Exercise inputs:
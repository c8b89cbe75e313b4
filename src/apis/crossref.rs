use serde::{Deserialize, Serialize};

use super::{doi_url, ensure_success, SourceError};
use crate::config::Config;

const SERVICE: &str = "CrossRef";
const NOT_AVAILABLE: &str = "N/A";

pub struct CrossRefClient {
    client: reqwest::Client,
    base_url: String,
    mailto: Option<String>,
}

#[derive(Deserialize)]
struct CREnvelope<T> {
    message: T,
}

#[derive(Deserialize)]
struct CRItemList {
    #[serde(default)]
    items: Vec<Work>,
}

/// A CrossRef work record (the `message` of `/works/{doi}`).
#[derive(Debug, Clone, Default, Serialize, Deserialize)]
#[serde(rename_all = "kebab-case")]
pub struct Work {
    #[serde(rename = "DOI")]
    pub doi: Option<String>,
    #[serde(default)]
    pub title: Vec<String>,
    #[serde(default)]
    pub container_title: Vec<String>,
    pub issued: Option<CRDate>,
    pub publisher: Option<String>,
    pub is_referenced_by_count: Option<u64>,
    #[serde(rename = "URL")]
    pub url: Option<String>,
    #[serde(default)]
    pub author: Vec<CRAuthor>,
    #[serde(default)]
    pub reference: Vec<Reference>,
}

impl Work {
    pub fn first_title(&self) -> Option<&str> {
        self.title.first().map(String::as_str)
    }
}

#[derive(Debug, Clone, Default, Serialize, Deserialize)]
pub struct CRDate {
    #[serde(rename = "date-parts", default)]
    pub date_parts: Vec<Vec<Option<i64>>>,
}

#[derive(Debug, Clone, Default, Serialize, Deserialize)]
pub struct CRAuthor {
    pub given: Option<String>,
    pub family: Option<String>,
    /// Organisational authors carry only a name.
    pub name: Option<String>,
}

impl CRAuthor {
    pub fn display_name(&self) -> String {
        let joined = format!(
            "{} {}",
            self.given.as_deref().unwrap_or(""),
            self.family.as_deref().unwrap_or("")
        );
        let joined = joined.trim();
        match (joined.is_empty(), self.name.as_deref()) {
            (true, Some(name)) => name.to_string(),
            _ => joined.to_string(),
        }
    }
}

/// One entry of a work's `reference` list. Every field is optional.
#[derive(Debug, Clone, Default, Serialize, Deserialize)]
#[serde(rename_all = "kebab-case")]
pub struct Reference {
    pub key: Option<String>,
    #[serde(rename = "DOI")]
    pub doi: Option<String>,
    pub article_title: Option<String>,
    pub series_title: Option<String>,
    pub volume_title: Option<String>,
    pub journal_title: Option<String>,
    pub author: Option<String>,
    pub year: Option<String>,
    pub unstructured: Option<String>,
}

impl Reference {
    pub fn title(&self) -> Option<&str> {
        [&self.article_title, &self.series_title, &self.volume_title]
            .into_iter()
            .flatten()
            .map(String::as_str)
            .find(|t| !t.is_empty())
    }
}

impl CrossRefClient {
    pub fn new(client: reqwest::Client, config: &Config) -> Self {
        Self {
            client,
            base_url: config.crossref_url.trim_end_matches('/').to_string(),
            mailto: config.crossref_mailto.clone(),
        }
    }

    fn polite(&self, req: reqwest::RequestBuilder) -> reqwest::RequestBuilder {
        match &self.mailto {
            Some(email) => req.query(&[("mailto", email.as_str())]),
            None => req,
        }
    }

    /// Look up the metadata of a single work by DOI.
    pub async fn get_work(&self, doi: &str) -> Result<Work, SourceError> {
        let url = doi_url(&format!("{}/works", self.base_url), doi)?;
        tracing::debug!(%url, "CrossRef work lookup");
        let resp = self.polite(self.client.get(url)).send().await?;
        let resp = ensure_success(SERVICE, resp).await?;
        let envelope: CREnvelope<Work> = resp.json().await?;
        Ok(envelope.message)
    }

    /// Best CrossRef match for a title, if any.
    pub async fn search_by_title(&self, title: &str) -> Result<Option<Work>, SourceError> {
        let url = format!("{}/works", self.base_url);
        tracing::debug!(%url, title, "CrossRef title search");
        let resp = self
            .polite(
                self.client
                    .get(&url)
                    .query(&[("query.title", title), ("rows", "1")]),
            )
            .send()
            .await?;
        let resp = ensure_success(SERVICE, resp).await?;
        let envelope: CREnvelope<CRItemList> = resp.json().await?;
        Ok(envelope.message.items.into_iter().next())
    }

    /// The reference list deposited for a DOI; empty when none was deposited.
    pub async fn get_references(&self, doi: &str) -> Result<Vec<Reference>, SourceError> {
        Ok(self.get_work(doi).await?.reference)
    }
}

pub fn format_work(work: &Work) -> String {
    let mut output = String::new();
    output.push_str(&format!(
        "Title: {}\n",
        work.first_title().unwrap_or(NOT_AVAILABLE)
    ));
    output.push_str(&format!(
        "Journal: {}\n",
        work.container_title.first().map(String::as_str).unwrap_or(NOT_AVAILABLE)
    ));
    output.push_str(&format!("Published: {}\n", format_date(work.issued.as_ref())));
    output.push_str(&format!("DOI: {}\n", work.doi.as_deref().unwrap_or("")));
    output.push_str(&format!(
        "Publisher: {}\n",
        work.publisher.as_deref().unwrap_or(NOT_AVAILABLE)
    ));
    output.push_str(&format!(
        "Citation Count: {}\n",
        work.is_referenced_by_count
            .map(|c| c.to_string())
            .unwrap_or_else(|| NOT_AVAILABLE.to_string())
    ));
    output.push_str(&format!("URL: {}\n", work.url.as_deref().unwrap_or("")));
    if work.author.is_empty() {
        output.push_str("Authors: N/A\n");
    } else {
        let names: Vec<String> = work.author.iter().map(CRAuthor::display_name).collect();
        output.push_str(&format!("Authors: {}\n", names.join(", ")));
    }
    output
}

/// `issued.date-parts[0]` joined with `-`; null parts are skipped.
fn format_date(date: Option<&CRDate>) -> String {
    let parts: Vec<String> = date
        .and_then(|d| d.date_parts.first())
        .map(|p| p.iter().flatten().map(|x| x.to_string()).collect())
        .unwrap_or_default();
    if parts.is_empty() {
        NOT_AVAILABLE.to_string()
    } else {
        parts.join("-")
    }
}

pub fn format_reference(reference: &Reference) -> String {
    format!(
        "Title: {}\nAuthor: {}\nYear: {}\nDOI: {}\n",
        reference.title().unwrap_or(NOT_AVAILABLE),
        reference.author.as_deref().unwrap_or(NOT_AVAILABLE),
        reference.year.as_deref().unwrap_or(NOT_AVAILABLE),
        reference.doi.as_deref().unwrap_or(NOT_AVAILABLE),
    )
}

fn normalize_title(title: &str) -> String {
    title
        .to_lowercase()
        .chars()
        .filter(|c| c.is_alphanumeric() || c.is_whitespace())
        .collect::<String>()
        .split_whitespace()
        .collect::<Vec<_>>()
        .join(" ")
}

/// Similarity in `[0, 1]` between two titles after case and punctuation folding.
pub fn title_similarity(a: &str, b: &str) -> f64 {
    strsim::normalized_levenshtein(&normalize_title(a), &normalize_title(b))
}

Problem to solve: Go through the data, and copy each line in which the word "given" appears.

Result for this task:
    pub given: Option<String>,
            self.given.as_deref().unwrap_or(""),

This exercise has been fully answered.